Yemyeşil çayırlarda otlayan inek manzaralarıyla, Gent'in 45 km kuzey-batısındaki bir başka şirin Belçika şehri Bruj'e saat 13:30'da vardık. Gent'de epey zaman harcadık, burada yağmurun dinip güneşin açtığı yarım saatlik arayı fırsat bilip kanallar arasında bot turu yapmaya karar verdik. Manzara o kadar güzeldi ki bol bol fotoğraf çektim



.
Günümüze kadar çok iyi korunmuş  tipik ortaçağ binaları

Bot turundan sonra hemen kanalların yanındaki cafe bar tarzı hoş mekanda oturup Belçika'nın meşhur  nuggetlarını biralarımız eşliğinde  midemize indirdik .



Bira Çeşitleri aşağıda:

Aroması, tadı, rengi, alkol oranı gibi nitelikleriyle farklılaşan yüzlerce hatta binlerce bira çeşidi olduğu söyleniyor Belçikada.


Gitmek istediğimiz çok yer vardı ama hem vaktimiz dar hem de hava şartları daha fazla şehir turuna izin vermedi. Yağmurdan kaçarken bulup sığındığımız; yemeklerinden de oldukça memnun kaldığımız Vistro de Mosselkelder restoranında ben kremalı balık ve deniz ürünlerimi, Ozan da ıstakozunu yedi.

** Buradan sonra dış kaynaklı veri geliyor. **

//! Per-stage counters for a running pipeline.
//!
//! Each stage shares one [`StageStats`] between its workers. Counters are
//! plain atomics so recording never blocks a worker, and they outlive
//! [`Pipeline::exit`](crate::Pipeline::exit) so a torn-down pipeline can
//! still be inspected.
//!
//! # Example
//!
//! ```no_run
//! use ironbatch::*;
//!
//! # fn main() -> ironbatch::Result<()> {
//! let mut loader = Infinite::builder(0u32..)
//!     .map(|x: u32| Ok(x * 2))
//!     .batch(4, |chunk: Vec<u32>| Ok(chunk))
//!     .batches_per_epoch(10)
//!     .build()?;
//!
//! for batch in loader.epoch()? {
//!     let _batch = batch?;
//! }
//! println!("{}", loader.stats());
//! # Ok(())
//! # }
//! ```

use serde::Serialize;
use serde_json::Value;
use std::fmt;
use std::sync::atomic::{AtomicU64, Ordering};

/// Lock-free counters for one stage.
#[derive(Debug, Default)]
pub struct StageStats {
    received: AtomicU64,
    emitted: AtomicU64,
    failures: AtomicU64,
}

impl StageStats {
    pub(crate) fn record_received(&self) {
        self.received.fetch_add(1, Ordering::Relaxed);
    }

    pub(crate) fn record_emitted(&self) {
        self.emitted.fetch_add(1, Ordering::Relaxed);
    }

    pub(crate) fn record_failure(&self) {
        self.failures.fetch_add(1, Ordering::Relaxed);
    }

    /// Items pulled from the input buffer.
    pub fn received(&self) -> u64 {
        self.received.load(Ordering::Relaxed)
    }

    /// Items pushed to the output buffer.
    pub fn emitted(&self) -> u64 {
        self.emitted.load(Ordering::Relaxed)
    }

    /// Failures recorded by this stage's workers.
    pub fn failures(&self) -> u64 {
        self.failures.load(Ordering::Relaxed)
    }
}

/// Point-in-time view of one stage.
#[derive(Clone, Debug, Serialize, PartialEq, Eq)]
pub struct StageSnapshot {
    pub name: String,
    pub kind: String,
    pub workers: usize,
    pub buffer_capacity: usize,
    pub received: u64,
    pub emitted: u64,
    pub failures: u64,
}

/// Point-in-time view of a whole pipeline, source first.
#[derive(Clone, Debug, Serialize, PartialEq, Eq)]
pub struct PipelineStats {
    pub state: String,
    pub live_workers: usize,
    pub stages: Vec<StageSnapshot>,
}

impl PipelineStats {
    /// Look up a stage by name.
    pub fn stage(&self, name: &str) -> Option<&StageSnapshot> {
        self.stages.iter().find(|s| s.name == name)
    }

    /// All counters as a JSON object.
    pub fn to_json(&self) -> Value {
        serde_json::to_value(self).unwrap_or(Value::Null)
    }
}

impl fmt::Display for PipelineStats {
    fn fmt(&self, f: &mut fmt::Formatter<'_>) -> fmt::Result {
        writeln!(
            f,
            "Pipeline ({}, {} live workers):",
            self.state, self.live_workers
        )?;
        for s in &self.stages {
            writeln!(
                f,
                "  {:<20} {:<11} workers={:<3} in={:<8} out={:<8} failures={}",
                s.name, s.kind, s.workers, s.received, s.emitted, s.failures
            )?;
        }
        Ok(())
    }
}
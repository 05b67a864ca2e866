//! # ironbatch
//!
//! A **streaming batch loader** for training loops. ironbatch draws items from a
//! (possibly infinite) source, pushes them through a chain of concurrent stages
//! connected by bounded buffers, groups them into chunks, and combines each
//! chunk into a batch. Batches are handed out in bounded **epochs**; every epoch
//! continues where the previous one stopped.
//!
//! ## Key Features
//!
//! - **Three stage kinds** - sequential generators, thread pools, and process pools
//! - **Bounded buffers everywhere** - a slow consumer applies backpressure all the way to the source
//! - **Fixed or predicate batch sizes** - the stacker never emits an empty chunk
//! - **Combine, stack, and pad** - turn chunks of tuples into columns or rectangular arrays
//! - **Deterministic teardown** - `close()`, `Drop`, and every failure join all workers
//! - **Failures surface once** - the first worker error reaches the consumer after teardown
//!
//! ## Quick Start
//!
//! ```no_run
//! use ironbatch::*;
//!
//! # fn main() -> anyhow::Result<()> {
//! let mut loader = Infinite::builder(0u64..)
//!     .threads(StageSpec::new(4, 16)?, |x: u64| Ok((x, x % 10)))
//!     .batch(8, |chunk: Vec<(u64, u64)>| Ok(combine_batches(chunk)))
//!     .batches_per_epoch(100)
//!     .build()?;
//!
//! for epoch in 0..10 {
//!     for batch in loader.epoch()? {
//!         let (ids, labels) = batch?;
//!         println!("epoch {epoch}: {} items, first label {}", ids.len(), labels[0]);
//!     }
//! }
//! loader.close();
//! # Ok(())
//! # }
//! ```
//!
//! ## Core Concepts
//!
//! ### Stages
//!
//! A [`Stage`] is a transform plus a [`StageSpec`] (worker count and input
//! buffer capacity). The kinds are listed by [`StageKind`]:
//! - [`Stage::source`] - the first stage, drawing lazily from an iterator
//! - [`Stage::sequential`] - a generator over the whole item stream, one worker
//! - [`Stage::threads`] - a per-item function on `n` threads
//! - [`Stage::processes`] - a per-item function in `n` worker processes (feature `process`)
//!
//! Stages with one worker keep item order. Stages with more workers do not.
//!
//! ### Pipeline
//!
//! A [`Pipeline`] wires the stages together and owns their workers. Its state
//! moves `Idle -> Active -> Closed` and never back; see [`PipelineState`].
//!
//! ### Batching
//!
//! The [`Stacker`] groups items into chunks by a [`BatchSize`]. Combiners turn
//! chunks into batches:
//! - [`combine_batches`] - tuples into a tuple of `Vec`s
//! - [`combine_rows`] - rows of run-time arity into columns
//! - [`combine_to_arrays`] - array rows into stacked arrays
//! - [`combine_pad`] - array rows into padded, stacked arrays (see [`PadConfig`])
//!
//! ### Epochs
//!
//! [`Infinite`] builds one pipeline from a source, transform stages, the
//! stacker, and a combiner, and yields [`Epoch`]s of at most
//! `batches_per_epoch` batches.
//!
//! ## Errors
//!
//! Everything fails with a [`PipelineError`]. Configuration problems fail at
//! build time. A worker failure shuts the whole pipeline down; the consumer's
//! next pull returns it once, and the loader is closed from then on.
//!
//! ## Logging
//!
//! ironbatch emits [`tracing`](https://docs.rs/tracing) events (pipeline
//! enter/exit, worker start/stop, captured failures, epochs) and never
//! installs a subscriber itself.
//!
//! ## Feature Flags
//!
//! - `process` (default) - process-pool stages, [`process::serve`], and the `ironbatch-worker` binary
//!
//! ## Module Overview
//!
//! - [`stage`] - stage descriptors and worker counts
//! - [`pipeline`] - lifecycle and buffer wiring
//! - [`stacker`] - batch accumulation
//! - [`combine`] / [`pad`] - chunk to batch conversion
//! - [`infinite`] - the epoch façade
//! - [`metrics`] - per-stage counters
//! - [`process`] - the process boundary
//! - [`testing`] - assertions and instrumented sources for tests

mod buffer;
pub mod combine;
pub mod error;
pub mod infinite;
mod item;
pub mod metrics;
pub mod pad;
pub mod pipeline;
#[cfg(feature = "process")]
pub mod process;
pub mod stacker;
pub mod stage;
pub mod testing;
mod workers;

pub use combine::{Transpose, combine_batches, combine_rows};
pub use error::{PipelineError, Result};
pub use infinite::{BatchedBuilder, Epoch, Infinite, InfiniteBuilder, LoaderConfig};
pub use item::Item;
pub use metrics::{PipelineStats, StageSnapshot, StageStats};
pub use pad::{PadConfig, PadValue, combine_pad, combine_to_arrays};
pub use pipeline::{Pipeline, PipelineState};
pub use stacker::{BatchSize, StackExt, Stacker};
pub use stage::{Inputs, Stage, StageKind, StageSpec, WorkerCount};

#[cfg(feature = "process")]
pub use process::WorkerCommand;
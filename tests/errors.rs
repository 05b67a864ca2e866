//! Tests for failure propagation.

use anyhow::{Result, anyhow, bail};
use ironbatch::*;

/// Pull until the first error; returns the batches before it and the error.
fn until_error<B: Send + 'static>(loader: &mut Infinite<B>) -> Result<(usize, PipelineError)> {
    let mut ok = 0;
    for _ in 0..100 {
        for batch in loader.epoch()? {
            match batch {
                Ok(_) => ok += 1,
                Err(e) => return Ok((ok, e)),
            }
        }
    }
    bail!("no error after {ok} batches")
}

fn assert_torn_down<B: Send + 'static>(loader: &mut Infinite<B>) {
    assert!(!loader.is_active());
    let stats = loader.stats();
    assert_eq!(stats.state, "closed");
    assert_eq!(stats.live_workers, 0);
    assert!(matches!(loader.epoch(), Err(PipelineError::Lifecycle(_))));
}

#[test]
fn test_transform_error_is_reported_once() -> Result<()> {
    let mut loader = Infinite::builder(0u32..)
        .map(|x: u32| if x == 5 { Err(anyhow!("bad item {x}")) } else { Ok(x) })
        .named("validate")
        .batch(1, |chunk: Vec<u32>| Ok(chunk[0]))
        .batches_per_epoch(3)
        .build()?;

    let (ok, err) = until_error(&mut loader)?;
    assert!(ok <= 5);
    assert!(err.is_worker_failure());
    match err {
        PipelineError::Transform { stage, source } => {
            assert_eq!(stage, "validate");
            assert!(source.to_string().contains("bad item 5"));
        }
        other => bail!("unexpected error: {other}"),
    }
    assert_torn_down(&mut loader);
    Ok(())
}

#[test]
fn test_epoch_stops_after_error() -> Result<()> {
    let mut loader = Infinite::builder(0u32..)
        .map(|x: u32| if x == 0 { Err(anyhow!("first item")) } else { Ok(x) })
        .batch(1, |chunk: Vec<u32>| Ok(chunk))
        .batches_per_epoch(10)
        .build()?;

    let results: Vec<_> = loader.epoch()?.collect();
    assert_eq!(results.len(), 1);
    assert!(matches!(results[0], Err(PipelineError::Transform { .. })));
    assert_torn_down(&mut loader);
    Ok(())
}

#[test]
fn test_panic_is_captured() -> Result<()> {
    let mut loader = Infinite::builder(0u32..)
        .map(|x: u32| {
            if x == 3 {
                panic!("boom at {x}");
            }
            Ok(x)
        })
        .batch(2, |chunk: Vec<u32>| Ok(chunk))
        .batches_per_epoch(4)
        .build()?;

    let (_, err) = until_error(&mut loader)?;
    match err {
        PipelineError::Panicked { message, .. } => assert!(message.contains("boom at 3")),
        other => bail!("unexpected error: {other}"),
    }
    assert_torn_down(&mut loader);
    Ok(())
}

#[test]
fn test_failure_on_last_item_of_finite_source() -> Result<()> {
    let mut loader = Infinite::builder(0u32..3)
        .map(|x: u32| if x == 2 { Err(anyhow!("last")) } else { Ok(x) })
        .batch(10, |chunk: Vec<u32>| Ok(chunk))
        .batches_per_epoch(1)
        .build()?;

    let results: Vec<_> = loader.epoch()?.collect();
    assert_eq!(results.len(), 1);
    assert!(matches!(results[0], Err(PipelineError::Transform { .. })));
    assert_torn_down(&mut loader);
    Ok(())
}

#[test]
fn test_shape_error_in_combiner_keeps_its_kind() -> Result<()> {
    let rows = vec![vec![1, 2], vec![3, 4], vec![5], vec![6, 7]];
    let mut loader = Infinite::builder(rows)
        .batch(2, |chunk: Vec<Vec<i32>>| Ok(combine_rows(chunk)?))
        .batches_per_epoch(2)
        .build()?;

    let results: Vec<_> = loader.epoch()?.collect();
    assert_eq!(results.len(), 2);
    assert!(results[0].is_ok());
    assert!(matches!(results[1], Err(PipelineError::Shape(_))));
    assert_torn_down(&mut loader);
    Ok(())
}

#[test]
fn test_generator_error() -> Result<()> {
    let mut loader = Infinite::builder(0u8..)
        .try_sequential(|inputs: Inputs<u8>| {
            inputs.map(|x| {
                if x < 4 {
                    Ok(x)
                } else {
                    Err(anyhow!("generator gave up at {x}"))
                }
            })
        })
        .batch(2, |chunk: Vec<u8>| Ok(chunk))
        .batches_per_epoch(5)
        .build()?;

    let (ok, err) = until_error(&mut loader)?;
    assert!(ok <= 2);
    assert!(matches!(err, PipelineError::Transform { .. }));
    assert!(err.to_string().contains("generator gave up at 4"));
    assert_torn_down(&mut loader);
    Ok(())
}

#[test]
fn test_error_in_one_of_many_workers() -> Result<()> {
    let mut loader = Infinite::builder(0u64..)
        .threads(StageSpec::new(4, 4)?, |x: u64| {
            if x == 97 {
                bail!("worker refused {x}");
            }
            Ok(x)
        })
        .batch(8, |chunk: Vec<u64>| Ok(chunk))
        .batches_per_epoch(50)
        .build()?;

    let (_, err) = until_error(&mut loader)?;
    assert!(err.is_worker_failure());
    assert!(!err.is_cross_process());
    assert_torn_down(&mut loader);
    Ok(())
}

#[test]
fn test_drop_while_running_does_not_hang() -> Result<()> {
    let mut loader = Infinite::builder(0u64..)
        .threads(StageSpec::new(2, 2)?, |x: u64| Ok(x))
        .batch(4, |chunk: Vec<u64>| Ok(chunk))
        .batches_per_epoch(1)
        .build()?;
    assert_eq!(loader.epoch()?.count(), 1);
    drop(loader);
    Ok(())
}

#[test]
fn test_mismatched_item_type_names_the_stage() -> Result<()> {
    let mut pipeline = Pipeline::new(vec![
        Stage::source(0u8..),
        Stage::threads(StageSpec::default(), |x: u32| Ok(x + 1)).named("widen"),
    ])?;
    pipeline.enter()?;
    let err = match pipeline.next_item() {
        Some(Err(e)) => e,
        Some(Ok(_)) => bail!("a u8 was accepted as a u32"),
        None => bail!("no output"),
    };
    match &err {
        PipelineError::TypeMismatch { stage, expected } => {
            assert_eq!(stage, "widen");
            assert_eq!(*expected, "u32");
        }
        other => bail!("unexpected error: {other}"),
    }
    assert!(err.is_worker_failure());
    assert_eq!(pipeline.state(), PipelineState::Closed);
    assert_eq!(pipeline.live_workers(), 0);
    Ok(())
}
//! Batch accumulation.
//!
//! The [`Stacker`] groups an item stream into chunks. The first item of a
//! chunk is always accepted; every later item is offered to the chunk's
//! `should_add` predicate, and a rejected item closes the current chunk and
//! opens the next one. Whatever is left when the stream ends is emitted as a
//! final, possibly short, chunk. Chunks are never empty.

use crate::error::{PipelineError, Result};
use crate::stage::{Inputs, Stage};
use std::fmt;
use std::mem;
use std::sync::Arc;

/// Predicate deciding whether `item` joins the non-empty `chunk`.
pub type ShouldAdd<T> = Arc<dyn Fn(&[T], &T) -> bool + Send + Sync>;

/// How chunks are delimited.
pub enum BatchSize<T> {
    /// Chunks of exactly `k` items, except possibly the last.
    Fixed(usize),
    /// Chunks grow while the predicate accepts the next item.
    Predicate(ShouldAdd<T>),
}

impl<T> BatchSize<T> {
    pub fn predicate<F>(f: F) -> Self
    where
        F: Fn(&[T], &T) -> bool + Send + Sync + 'static,
    {
        BatchSize::Predicate(Arc::new(f))
    }

    fn initial_capacity(&self) -> usize {
        match self {
            BatchSize::Fixed(k) => (*k).min(1024),
            BatchSize::Predicate(_) => 0,
        }
    }

    pub(crate) fn into_should_add(self) -> Result<ShouldAdd<T>>
    where
        T: 'static,
    {
        match self {
            BatchSize::Fixed(0) => Err(PipelineError::Config(
                "batch size must be greater than zero".to_string(),
            )),
            BatchSize::Fixed(k) => Ok(Arc::new(move |chunk: &[T], _: &T| chunk.len() < k)),
            BatchSize::Predicate(f) => Ok(f),
        }
    }
}

impl<T> From<usize> for BatchSize<T> {
    fn from(k: usize) -> Self {
        BatchSize::Fixed(k)
    }
}

impl<T> Clone for BatchSize<T> {
    fn clone(&self) -> Self {
        match self {
            BatchSize::Fixed(k) => BatchSize::Fixed(*k),
            BatchSize::Predicate(f) => BatchSize::Predicate(Arc::clone(f)),
        }
    }
}

impl<T> fmt::Debug for BatchSize<T> {
    fn fmt(&self, f: &mut fmt::Formatter<'_>) -> fmt::Result {
        match self {
            BatchSize::Fixed(k) => f.debug_tuple("Fixed").field(k).finish(),
            BatchSize::Predicate(_) => f.write_str("Predicate(..)"),
        }
    }
}

/// Iterator adapter yielding chunks of the wrapped iterator's items.
pub struct Stacker<I: Iterator> {
    inner: I,
    chunk: Vec<I::Item>,
    should_add: ShouldAdd<I::Item>,
}

impl<I> Stacker<I>
where
    I: Iterator,
    I::Item: 'static,
{
    pub fn new(inner: I, batch_size: BatchSize<I::Item>) -> Result<Self> {
        Ok(Self {
            inner,
            chunk: Vec::with_capacity(batch_size.initial_capacity()),
            should_add: batch_size.into_should_add()?,
        })
    }
}

impl<I: Iterator> Iterator for Stacker<I> {
    type Item = Vec<I::Item>;

    fn next(&mut self) -> Option<Self::Item> {
        for item in self.inner.by_ref() {
            if self.chunk.is_empty() || (self.should_add)(&self.chunk, &item) {
                self.chunk.push(item);
            } else {
                let capacity = self.chunk.capacity();
                let mut next = Vec::with_capacity(capacity);
                next.push(item);
                return Some(mem::replace(&mut self.chunk, next));
            }
        }
        if self.chunk.is_empty() {
            None
        } else {
            Some(mem::take(&mut self.chunk))
        }
    }
}

/// Extension for chunking any iterator.
pub trait StackExt: Iterator + Sized {
    fn stack(self, batch_size: BatchSize<Self::Item>) -> Result<Stacker<Self>>
    where
        Self::Item: 'static,
    {
        Stacker::new(self, batch_size)
    }
}

impl<I: Iterator> StackExt for I {}

/// The stacker as a sequential pipeline stage turning `T`s into `Vec<T>`s.
pub(crate) fn stacker_stage<T: Send + 'static>(
    batch_size: BatchSize<T>,
    buffer_capacity: usize,
) -> Result<Stage> {
    let capacity = batch_size.initial_capacity();
    let should_add = batch_size.into_should_add()?;
    Stage::sequential(buffer_capacity, move |inputs: Inputs<T>| Stacker {
        inner: inputs,
        chunk: Vec::with_capacity(capacity),
        should_add,
    })
    .map(|stage| stage.named("stacker"))
}
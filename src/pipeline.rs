//! The streaming pipeline engine.
//!
//! A [`Pipeline`] is an ordered list of [`Stage`]s, a source first, plus a
//! lifecycle state that only ever moves forward:
//!
//! ```text
//! Idle --enter()--> Active --exit()--> Closed
//! ```
//!
//! `enter` wires one bounded buffer in front of every stage except the
//! source (sized by that stage's buffer capacity), plus one buffer between
//! the last stage and the consumer, and starts every worker. `exit` triggers
//! the shutdown sentinel, joins every worker, and releases the buffers. It is
//! idempotent, a no-op on a pipeline that was never entered, and runs from
//! `Drop` as well, so a pipeline cannot leak workers past its owner.
//!
//! The pipeline itself is an iterator of [`Item`] results. The first worker
//! failure is returned exactly once, after the pipeline has been fully torn
//! down; any explicit [`Pipeline::next_item`] after that fails with
//! [`PipelineError::Lifecycle`], while the iterator ends.

use crate::buffer::{BufferRx, Failure, Pull, Shutdown, bounded};
use crate::error::{PipelineError, Result};
use crate::item::Item;
use crate::metrics::{PipelineStats, StageSnapshot, StageStats};
use crate::stage::{Stage, StageKind};
use crate::workers::Spawner;
use std::fmt;
use std::sync::Arc;
use std::sync::atomic::{AtomicUsize, Ordering};
use std::thread::JoinHandle;
use tracing::{debug, warn};

#[derive(Clone, Copy, Debug, PartialEq, Eq)]
pub enum PipelineState {
    /// Constructed, nothing running.
    Idle,
    /// Every stage running, buffers wired.
    Active,
    /// Torn down; cannot be entered again.
    Closed,
}

impl fmt::Display for PipelineState {
    fn fmt(&self, f: &mut fmt::Formatter<'_>) -> fmt::Result {
        f.write_str(match self {
            PipelineState::Idle => "idle",
            PipelineState::Active => "active",
            PipelineState::Closed => "closed",
        })
    }
}

/// An ordered chain of stages and the workers running them.
pub struct Pipeline {
    stages: Vec<Stage>,
    names: Vec<Arc<str>>,
    stats: Vec<Arc<StageStats>>,
    state: PipelineState,
    shutdown: Shutdown,
    failure: Failure,
    output: Option<BufferRx>,
    handles: Vec<JoinHandle<()>>,
    live: Arc<AtomicUsize>,
    /// Set once the iterator has returned an error or `None`.
    fused: bool,
}

impl Pipeline {
    /// Build a pipeline. The first stage must be the only source.
    ///
    /// Unnamed stages are named `<kind>-<position>`.
    pub fn new(stages: Vec<Stage>) -> Result<Self> {
        match stages.first() {
            None => {
                return Err(PipelineError::Config(
                    "a pipeline needs at least a source stage".to_string(),
                ));
            }
            Some(first) if first.kind() != StageKind::Source => {
                return Err(PipelineError::Config(format!(
                    "the first stage must be a source, not {}",
                    first.kind()
                )));
            }
            Some(_) => {}
        }
        if let Some(pos) = stages[1..]
            .iter()
            .position(|s| s.kind() == StageKind::Source)
        {
            return Err(PipelineError::Config(format!(
                "stage {} is a second source",
                pos + 1
            )));
        }

        let names = stages
            .iter()
            .enumerate()
            .map(|(i, s)| match s.name() {
                Some(name) => Arc::from(name),
                None => Arc::from(format!("{}-{i}", s.kind())),
            })
            .collect();
        let stats = stages.iter().map(|_| Arc::default()).collect();
        let shutdown = Shutdown::new();
        Ok(Self {
            stages,
            names,
            stats,
            state: PipelineState::Idle,
            failure: Failure::new(shutdown.clone()),
            shutdown,
            output: None,
            handles: Vec::new(),
            live: Arc::new(AtomicUsize::new(0)),
            fused: false,
        })
    }

    pub fn state(&self) -> PipelineState {
        self.state
    }

    pub fn is_active(&self) -> bool {
        self.state == PipelineState::Active
    }

    /// Number of worker threads currently running.
    pub fn live_workers(&self) -> usize {
        self.live.load(Ordering::SeqCst)
    }

    /// Stage names, source first.
    pub fn stage_names(&self) -> impl Iterator<Item = &str> {
        self.names.iter().map(|n| &**n)
    }

    /// Idle → Active: wire the buffers and start every worker.
    ///
    /// Entering an Active or Closed pipeline fails. If any worker cannot be
    /// started, the ones already running are torn down and the pipeline is
    /// Closed before the error is returned.
    pub fn enter(&mut self) -> Result<()> {
        match self.state {
            PipelineState::Idle => {}
            PipelineState::Active => {
                return Err(PipelineError::Lifecycle(
                    "pipeline is already active".to_string(),
                ));
            }
            PipelineState::Closed => {
                return Err(PipelineError::Lifecycle(
                    "a closed pipeline cannot be entered again; build a new one".to_string(),
                ));
            }
        }
        debug!(stages = self.stages.len(), "entering pipeline");
        self.state = PipelineState::Active;
        self.fused = false;

        if let Err(e) = self.start_workers() {
            warn!(error = %e, "pipeline failed to start");
            self.exit();
            return Err(e);
        }
        Ok(())
    }

    fn start_workers(&mut self) -> Result<()> {
        let mut spawner = Spawner {
            failure: &self.failure,
            shutdown: &self.shutdown,
            live: &self.live,
            handles: &mut self.handles,
        };

        let mut input: Option<BufferRx> = None;
        let n = self.stages.len();
        for i in 0..n {
            // Stage i writes into the buffer feeding stage i + 1; the last
            // stage writes into the consumer's buffer, sized like its own.
            let capacity = self
                .stages
                .get(i + 1)
                .unwrap_or(&self.stages[i])
                .spec
                .buffer_capacity();
            let (tx, rx) = bounded(capacity, &self.shutdown);
            spawner.start_stage(
                &mut self.stages[i],
                Arc::clone(&self.names[i]),
                &self.stats[i],
                input.take(),
                tx,
            )?;
            input = Some(rx);
        }
        self.output = input;
        Ok(())
    }

    /// Active → Closed: broadcast shutdown, join every worker, drop buffers.
    ///
    /// Safe to call any number of times, and a no-op on an Idle pipeline.
    pub fn exit(&mut self) {
        if self.state != PipelineState::Active {
            return;
        }
        debug!(workers = self.handles.len(), "exiting pipeline");
        self.shutdown.trigger();
        self.output = None;
        for handle in self.handles.drain(..) {
            if handle.join().is_err() {
                warn!("a pipeline worker panicked outside user code");
            }
        }
        self.state = PipelineState::Closed;
    }

    /// Pull the next item from the last stage.
    ///
    /// Returns `None` when a finite source is exhausted. A worker failure is
    /// returned once, after teardown.
    pub fn next_item(&mut self) -> Option<Result<Item>> {
        match self.state {
            PipelineState::Idle => {
                return Some(Err(PipelineError::Lifecycle(
                    "pipeline has not been entered".to_string(),
                )));
            }
            PipelineState::Closed => {
                return Some(Err(PipelineError::Lifecycle(
                    "pipeline is closed".to_string(),
                )));
            }
            PipelineState::Active => {}
        }
        if let Some(err) = self.failure.take() {
            return Some(Err(self.fail(err)));
        }
        let output = self.output.as_ref()?;
        match output.pull() {
            Pull::Item(item) => Some(Ok(item)),
            Pull::Exhausted | Pull::Shutdown => match self.failure.take() {
                Some(err) => Some(Err(self.fail(err))),
                None => {
                    self.output = None;
                    None
                }
            },
        }
    }

    fn fail(&mut self, err: PipelineError) -> PipelineError {
        self.exit();
        err
    }

    /// Counters for every stage, source first.
    pub fn stats(&self) -> PipelineStats {
        let stages = self
            .stages
            .iter()
            .zip(&self.names)
            .zip(&self.stats)
            .map(|((stage, name), stats)| StageSnapshot {
                name: name.to_string(),
                kind: stage.kind().to_string(),
                workers: stage.spec.workers(),
                buffer_capacity: stage.spec.buffer_capacity(),
                received: stats.received(),
                emitted: stats.emitted(),
                failures: stats.failures(),
            })
            .collect();
        PipelineStats {
            state: self.state.to_string(),
            live_workers: self.live_workers(),
            stages,
        }
    }
}

impl Iterator for Pipeline {
    type Item = Result<Item>;

    /// Like [`Pipeline::next_item`], but fused: after the first error or
    /// end of stream it returns `None` until the pipeline is entered.
    fn next(&mut self) -> Option<Self::Item> {
        if self.fused {
            return None;
        }
        let next = self.next_item();
        if !matches!(next, Some(Ok(_))) {
            self.fused = true;
        }
        next
    }
}

impl Drop for Pipeline {
    fn drop(&mut self) {
        self.exit();
    }
}

impl fmt::Debug for Pipeline {
    fn fmt(&self, f: &mut fmt::Formatter<'_>) -> fmt::Result {
        f.debug_struct("Pipeline")
            .field("state", &self.state)
            .field("stages", &self.stages)
            .finish()
    }
}
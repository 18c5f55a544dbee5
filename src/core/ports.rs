pub mod authorizer;
pub mod clock;
pub mod repository;
pub mod tokener;
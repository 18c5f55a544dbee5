use crate::error::Error;

pub static DATABASE_URL: &str = "DATABASE_URL";
pub static JWT_SECRET: &str = "JWT_SECRET";
pub static BIND_ADDR: &str = "BIND_ADDR";
pub static DB_MAX_CONNECTIONS: &str = "DB_MAX_CONNECTIONS";

const DEFAULT_BIND_ADDR: &str = "0.0.0.0:8000";
const DEFAULT_MAX_CONNECTIONS: u32 = 5;

#[derive(Debug, Clone)]
pub struct Config {
    pub database_url: String,
    pub jwt_secret: String,
    pub bind_addr: String,
    pub db_max_connections: u32,
}

impl Config {
    /// Reads the process environment after loading `.env`, if there is one.
    pub fn from_env() -> Result<Self, Error> {
        dotenv::dotenv().ok();
        Self::from_lookup(|key| dotenv::var(key).ok())
    }

    pub fn from_lookup<F>(lookup: F) -> Result<Self, Error>
    where
        F: Fn(&str) -> Option<String>,
    {
        let required = |key: &str| lookup(key).filter(|v| !v.is_empty()).ok_or_else(|| Error::ConfigError(format!("{} is not set", key)));
        let db_max_connections = match lookup(DB_MAX_CONNECTIONS) {
            Some(v) => v.parse::<u32>()?,
            None => DEFAULT_MAX_CONNECTIONS,
        };
        Ok(Self {
            database_url: required(DATABASE_URL)?,
            jwt_secret: required(JWT_SECRET)?,
            bind_addr: lookup(BIND_ADDR).unwrap_or_else(|| DEFAULT_BIND_ADDR.into()),
            db_max_connections,
        })
    }
}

Bu tarihi ortaçağ şehri 2000 yılında Unesco Dünya Miras listesine dahil edilmiş. Çikolata, dantel ve turizm Bruj'deki en önemli gelir kaynaklarını oluşturuyor. Gitmişken ev yapımı çikolatalardan almazsam olmaz, cevizli, kakaolu, fındıklı fıstıklı çikolatalardan aldım. Bir dahaki gelişimizde bira fabrikasını, Meryem ana kilisesini ve burada bulunan Michelangelo'nun ünlü "Meryem Ana ve İsa" heykelini, Çikolata müzesini ve katedrallerini görmek üzere bu masal şehre şimdilik veda ediyoruz.